The Classloader Hierarchy
Classloaders in the Application Server runtime follow a hierarchy that is
illustrated in the following figure and fully described in Table 3–3.
Figure 3–5 Classloader runtime hierarchy
Table 3–3 Sun Java System Application Server Classloaders
Classloader
|
Description
|
Bootstrap
|
The Bootstrap Classloader loads all the JDK classes. It is parent to
the System Classloader.
|
System
|
The System Classloader
loads most of the core Application Server classes. It is parent to the Common Classloader.
It is created based on the classpath-prefix, as-install/lib, server-classpath, and classpath-suffix attributes of the java-config element in the domain.xml file. The environment classpath is included if env-classpath-ignored="false" is set in the java-config element.
Add the classes to the classpath-prefix, server-classpath, or classpath-suffix attribute of the domain
administration server (DAS) in addition to the corresponding attribute on
the server instances that use the classes. The default name for the DAS configuration
is server-config.
|
Common
|
The Common Classloader
loads into the system classpath classes in the domain-dir/lib/classes directory,
followed by JAR and ZIP files in the domain-dir/lib directory.
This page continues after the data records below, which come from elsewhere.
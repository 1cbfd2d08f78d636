// src/monitor.rs
//! The two long-running polling loops. Each is fetch-and-process, then sleep, forever.
//! Failures inside an iteration are logged by the layers below and never end the loop.

use chrono::{Local, Timelike, Utc};
use metrics::{counter, gauge};
use std::future::Future;
use std::sync::Arc;
use std::time::Duration;
use tokio::task::JoinHandle;

use crate::config::ActiveHours;
use crate::pipeline::Sentinel;

/// Outcome of one per-symbol sweep.
#[derive(Debug, Clone, Copy, Default, PartialEq, Eq)]
pub struct SweepReport {
    pub symbols: usize,
    pub delivered: usize,
    pub skipped_inactive: bool,
}

/// Whether `hour` (local) is inside the optional active window. No window = always active.
pub fn within_active_hours(window: Option<ActiveHours>, hour: u32) -> bool {
    window.map_or(true, |w| w.contains(hour))
}

/// One pass over every tracked symbol, pausing between symbols for upstream rate limits.
pub async fn sweep_symbols_once(sentinel: &Sentinel) -> SweepReport {
    let settings = sentinel.settings();
    let hour = Local::now().hour();
    if !within_active_hours(settings.schedule.active_hours, hour) {
        tracing::info!(target: "monitor", hour, "outside active hours, skipping sweep");
        return SweepReport {
            skipped_inactive: true,
            ..Default::default()
        };
    }

    let pause = Duration::from_secs(settings.schedule.symbol_pause_secs);
    let mut report = SweepReport::default();
    for (i, symbol) in settings.symbols.iter().enumerate() {
        if i > 0 && !pause.is_zero() {
            tokio::time::sleep(pause).await;
        }
        let sent = sentinel.process_query(symbol, Some(symbol)).await;
        report.symbols += 1;
        report.delivered += sent;
    }

    gauge!("sentinel_last_sweep_ts").set(Utc::now().timestamp() as f64);
    tracing::info!(
        target: "monitor",
        symbols = report.symbols,
        delivered = report.delivered,
        "symbol sweep finished"
    );
    report
}

/// One broad market query, no symbol association.
pub async fn market_tick_once(sentinel: &Sentinel) -> usize {
    let query = sentinel.settings().news.market_query.clone();
    let sent = sentinel.process_query(&query, None).await;
    tracing::info!(target: "monitor", delivered = sent, "market check finished");
    sent
}

pub async fn run_symbol_monitor(sentinel: Arc<Sentinel>) {
    let interval = Duration::from_secs(sentinel.settings().schedule.sweep_interval_secs);
    tracing::info!(
        target: "monitor",
        symbols = sentinel.settings().symbols.len(),
        interval_secs = interval.as_secs(),
        "symbol monitor started"
    );
    loop {
        sweep_symbols_once(&sentinel).await;
        tokio::time::sleep(interval).await;
    }
}

pub async fn run_market_monitor(sentinel: Arc<Sentinel>) {
    let interval = Duration::from_secs(sentinel.settings().schedule.market_interval_secs);
    tracing::info!(
        target: "monitor",
        query = %sentinel.settings().news.market_query,
        interval_secs = interval.as_secs(),
        "market monitor started"
    );
    loop {
        market_tick_once(&sentinel).await;
        tokio::time::sleep(interval).await;
    }
}

/// Pause before restarting a monitor that panicked.
pub const RESTART_BACKOFF: Duration = Duration::from_secs(30);

/// Keep a monitor alive: run `make()` as its own task and, if it panics or returns,
/// log it and start a fresh one after `backoff`. Ends only if the task is cancelled.
pub async fn supervise<F, Fut>(name: &'static str, backoff: Duration, mut make: F)
where
    F: FnMut() -> Fut,
    Fut: Future<Output = ()> + Send + 'static,
{
    loop {
        match tokio::spawn(make()).await {
            Ok(()) => {
                tracing::warn!(target: "monitor", monitor = name, "monitor returned, restarting");
            }
            Err(e) if e.is_panic() => {
                tracing::error!(target: "monitor", monitor = name, error = %e, "monitor panicked, restarting");
            }
            Err(e) => {
                tracing::warn!(target: "monitor", monitor = name, error = %e, "monitor cancelled");
                return;
            }
        }
        counter!("sentinel_monitor_restarts_total", "monitor" => name).increment(1);
        if !backoff.is_zero() {
            tokio::time::sleep(backoff).await;
        }
    }
}

/// Spawn both monitors under supervision. They share only the sentinel (and its cache).
pub fn spawn_monitors(sentinel: Arc<Sentinel>) -> Vec<JoinHandle<()>> {
    let symbols = sentinel.clone();
    vec![
        tokio::spawn(supervise("symbols", RESTART_BACKOFF, move || {
            run_symbol_monitor(symbols.clone())
        })),
        tokio::spawn(supervise("market", RESTART_BACKOFF, move || {
            run_market_monitor(sentinel.clone())
        })),
    ]
}
// src/notify/mod.rs
//! Batch notifications: one chat message per batch, never one per article.

pub mod telegram;

use anyhow::Result;
use html_escape::{encode_double_quoted_attribute, encode_text};
use metrics::counter;
use std::sync::Arc;
use std::time::Duration;

use crate::analyze::ScoredArticle;
use crate::config::Settings;

pub use telegram::TelegramNotifier;

/// Telegram rejects messages above this many characters.
pub const MAX_MESSAGE_CHARS: usize = 4096;
pub const MAX_DESCRIPTION_CHARS: usize = 300;

#[async_trait::async_trait]
pub trait Notifier: Send + Sync {
    /// Deliver one pre-formatted (HTML) message.
    async fn send(&self, text: &str) -> Result<()>;
    fn name(&self) -> &'static str;
}

/// Fallback when chat credentials are absent: the message goes to the log only.
#[derive(Debug, Default, Clone)]
pub struct LogNotifier;

#[async_trait::async_trait]
impl Notifier for LogNotifier {
    async fn send(&self, text: &str) -> Result<()> {
        tracing::info!(target: "notify", chars = text.chars().count(), "chat disabled, would send:\n{text}");
        Ok(())
    }

    fn name(&self) -> &'static str {
        "log"
    }
}

/// Pick the delivery channel from credentials.
pub fn notifier_from_settings(settings: &Settings) -> Arc<dyn Notifier> {
    let creds = &settings.credentials;
    match (&creds.telegram_token, &creds.chat_id) {
        (Some(token), Some(chat)) => Arc::new(TelegramNotifier::from_settings(
            &settings.notify,
            token.clone(),
            chat.clone(),
        )),
        _ => {
            tracing::warn!(target: "notify", "TELEGRAM_TOKEN or CHAT_ID missing, notifications go to the log only");
            Arc::new(LogNotifier)
        }
    }
}

/// What a batch is about: one tracked symbol, or the whole market.
#[derive(Debug, Clone, PartialEq, Eq)]
pub enum BatchLabel {
    Symbol(String),
    Global,
}

impl BatchLabel {
    pub fn from_symbol(symbol: Option<&str>) -> Self {
        match symbol {
            Some(s) => BatchLabel::Symbol(s.to_string()),
            None => BatchLabel::Global,
        }
    }

    fn heading(&self) -> String {
        match self {
            BatchLabel::Symbol(s) => format!("🚨 <b>Important news about {}</b>", encode_text(s)),
            BatchLabel::Global => "🌐 <b>Important crypto market news</b>".to_string(),
        }
    }
}

fn truncate_chars(s: &str, max: usize) -> String {
    if s.chars().count() <= max {
        return s.to_string();
    }
    let mut out: String = s.chars().take(max.saturating_sub(1)).collect();
    out.push('…');
    out
}

fn format_entry(idx: usize, item: &ScoredArticle) -> String {
    let a = &item.article;
    let mut out = format!("<b>{}. {}</b>\n", idx, encode_text(&a.title));
    if !a.description.is_empty() {
        out.push_str(&encode_text(&truncate_chars(&a.description, MAX_DESCRIPTION_CHARS)));
        out.push('\n');
    }
    let source = if a.source_name.is_empty() {
        "unknown"
    } else {
        a.source_name.as_str()
    };
    out.push_str(&format!(
        "Source: {} | Score: {} | Sentiment: {:+.2}\n",
        encode_text(source),
        item.score,
        item.sentiment
    ));
    if !item.tags.is_empty() {
        out.push_str(&format!("Tags: {}\n", encode_text(&item.tags.join(", "))));
    }
    if !a.url.is_empty() {
        out.push_str(&format!(
            "<a href=\"{}\">Read more</a>\n",
            encode_double_quoted_attribute(&a.url)
        ));
    }
    out
}

/// Compose the HTML message for a batch. Entries that would push the message
/// past Telegram's limit are left out, along with everything after them.
/// Returns the message and how many leading entries it carries.
pub fn format_batch(items: &[ScoredArticle], label: &BatchLabel) -> (String, usize) {
    let mut msg = label.heading();
    msg.push('\n');
    let mut included = 0;
    for (i, item) in items.iter().enumerate() {
        let entry = format_entry(i + 1, item);
        if msg.chars().count() + 1 + entry.chars().count() > MAX_MESSAGE_CHARS {
            tracing::warn!(target: "notify", dropped = items.len() - i, "message length cap reached");
            break;
        }
        msg.push('\n');
        msg.push_str(&entry);
        included += 1;
    }
    (msg.trim_end().to_string(), included)
}

/// Result of one batch delivery.
#[derive(Debug, Clone, Copy, PartialEq, Eq)]
pub enum Delivery {
    /// The first `n` items of the batch went out in one message.
    Sent(usize),
    /// The channel failed; nothing went out.
    Failed,
}

impl Delivery {
    pub fn sent(&self) -> usize {
        match self {
            Delivery::Sent(n) => *n,
            Delivery::Failed => 0,
        }
    }
}

/// Caps, formats and delivers batches; on failure logs, pauses, and drops the batch.
#[derive(Clone)]
pub struct BatchNotifier {
    inner: Arc<dyn Notifier>,
    max_per_batch: usize,
    failure_pause: Duration,
}

impl BatchNotifier {
    pub fn new(inner: Arc<dyn Notifier>, max_per_batch: usize, failure_pause: Duration) -> Self {
        Self {
            inner,
            max_per_batch: max_per_batch.max(1),
            failure_pause,
        }
    }

    pub fn from_settings(settings: &Settings) -> Self {
        Self::new(
            notifier_from_settings(settings),
            settings.notify.max_per_batch,
            Duration::from_secs(settings.notify.failure_pause_secs),
        )
    }

    pub fn max_per_batch(&self) -> usize {
        self.max_per_batch
    }

    pub fn channel(&self) -> &'static str {
        self.inner.name()
    }

    /// Send up to `max_per_batch` items as one message. Items that do not fit the
    /// message length cap are not sent and not counted. Never retries.
    pub async fn deliver(&self, items: &[ScoredArticle], label: &BatchLabel) -> Delivery {
        let batch = &items[..items.len().min(self.max_per_batch)];
        let (text, included) = format_batch(batch, label);
        if included == 0 {
            if !batch.is_empty() {
                tracing::warn!(target: "notify", label = ?label, "first entry exceeds message cap, nothing sent");
            }
            return Delivery::Sent(0);
        }

        match self.inner.send(&text).await {
            Ok(()) => {
                counter!("sentinel_batches_sent_total").increment(1);
                tracing::info!(
                    target: "notify",
                    channel = self.inner.name(),
                    label = ?label,
                    articles = included,
                    "batch delivered"
                );
                Delivery::Sent(included)
            }
            Err(e) => {
                counter!("sentinel_delivery_errors_total").increment(1);
                tracing::error!(
                    target: "notify",
                    channel = self.inner.name(),
                    label = ?label,
                    error = %format!("{e:#}"),
                    "batch delivery failed, dropping batch"
                );
                if !self.failure_pause.is_zero() {
                    tokio::time::sleep(self.failure_pause).await;
                }
                Delivery::Failed
            }
        }
    }
}
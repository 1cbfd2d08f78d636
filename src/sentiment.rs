use once_cell::sync::Lazy;
use std::collections::HashMap;

static LEXICON: Lazy<HashMap<String, i32>> = Lazy::new(|| {
    let raw = include_str!("../sentiment_lexicon.json");
    serde_json::from_str::<HashMap<String, i32>>(raw).expect("valid sentiment lexicon")
});

/// Normalization constant for the compound score: `s / sqrt(s^2 + ALPHA)`.
/// 15 approximates the max expected raw sum in short headlines.
const ALPHA: f32 = 15.0;

#[derive(Debug, Clone, Default)]
pub struct SentimentAnalyzer;

impl SentimentAnalyzer {
    pub fn new() -> Self {
        Self
    }

    /// Lexicon valence for one lowercase token (0 when unknown).
    #[inline]
    fn word_score(&self, w: &str) -> i32 {
        *LEXICON.get(w).unwrap_or(&0)
    }

    /// Returns (raw score, token count).
    /// Negation: a negator within the previous 1..=3 tokens flips the word's sign.
    pub fn score_text(&self, text: &str) -> (i32, usize) {
        // collected because negation looks backwards by index
        let tokens: Vec<String> = tokenize(text).collect();
        let mut score: i32 = 0;

        for i in 0..tokens.len() {
            let base = self.word_score(tokens[i].as_str());
            if base == 0 {
                continue;
            }
            let negated = (1..=3).any(|k| i >= k && is_negator(tokens[i - k].as_str()));
            score += if negated { -base } else { base };
        }

        (score, tokens.len())
    }

    /// Compound tone in [-1, 1]; 0.0 for empty or neutral text.
    pub fn compound(&self, text: &str) -> f32 {
        let (raw, _) = self.score_text(text);
        normalize_compound(raw)
    }
}

fn normalize_compound(raw: i32) -> f32 {
    if raw == 0 {
        return 0.0;
    }
    let s = raw as f32;
    (s / (s * s + ALPHA).sqrt()).clamp(-1.0, 1.0)
}

/// Alphanumeric (plus apostrophe) tokens, lowercased.
pub(crate) fn tokenize(s: &str) -> impl Iterator<Item = String> + '_ {
    s.split(|c: char| !(c.is_alphanumeric() || c == '\''))
        .map(|t| t.trim_matches('\''))
        .filter(|t| !t.is_empty())
        .map(|t| t.to_lowercase())
}

fn is_negator(tok: &str) -> bool {
    matches!(
        tok,
        "not"
            | "no"
            | "never"
            | "isn't"
            | "wasn't"
            | "aren't"
            | "won't"
            | "can't"
            | "cannot"
            | "without"
            | "didn't"
            | "doesn't"
            | "don't"
    )
}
It is parent to the Connector Classloader. No special classpath settings are
required. The existence of these directories is optional; if they don’t
exist, the Common Classloader is not created.
|
Connector
|
The Connector Classloader is a single class loader instance that loads
individually deployed connector modules, which are shared across all applications.
It is parent to the LifeCycleModule Classloader and the EJB Classloader.
|
LifeCycleModule
|
The LifeCycleModule Classloader is the parent class loader for lifecycle
modules. Each lifecycle module’s classpath is used to construct its
own class loader.
|
EJB
|
The EJB Classloader loads the enabled EJB classes in a specific enabled
EJB module or J2EE application. One instance of this class loader is present
in each class loader universe. The EJB Classloader is created with a list
of URLs that point to the locations of the classes it needs to load. It is
parent to the Web Classloader.
|
Web
|
The Web Classloader loads the servlets and other classes in a specific
enabled web module or J2EE application. One instance of this class loader
is present in each class loader universe. The Web Classloader is created with
a list of URLs that point to the locations of the classes it needs to load.
It is parent to the JSP Engine Classloader.
|
JSP
Engine
|
The JSP Engine Classloader loads compiled JSP classes of enabled JSP
files. One instance of this class loader is present in each class loader universe.
The JSP Engine Classloader is created with a list of URLs that point to the
locations of the classes it needs to load.
|
Note that this is not a Java inheritance hierarchy, but a delegation
hierarchy. In the delegation design, a class loader delegates classloading
to its parent before attempting to load a class itself. A class loader parent
can be either the System Classloader or another custom class loader. If the
parent class loader can’t load a class, the findClass() method
is called on the class loader subclass. In effect, a class loader is responsible
for loading only the classes not available to the parent.
The Servlet specification recommends that the Web
Classloader look in the local class loader before delegating to its parent.
You can make the Web Classloader follow the delegation model in the Servlet
specification by setting delegate="false" in the class-loader element of the sun-web.xml file.
It’s safe to do this only for a web module that does not interact with
any other modules.
The default value is delegate="true", which causes
the Web Classloader to delegate in the same manner as the other classloaders.
You must use delegate="true" for a web application that
accesses EJB components or that acts as a web service client or endpoint.
For details about sun-web.xml, see The sun-web.xml File.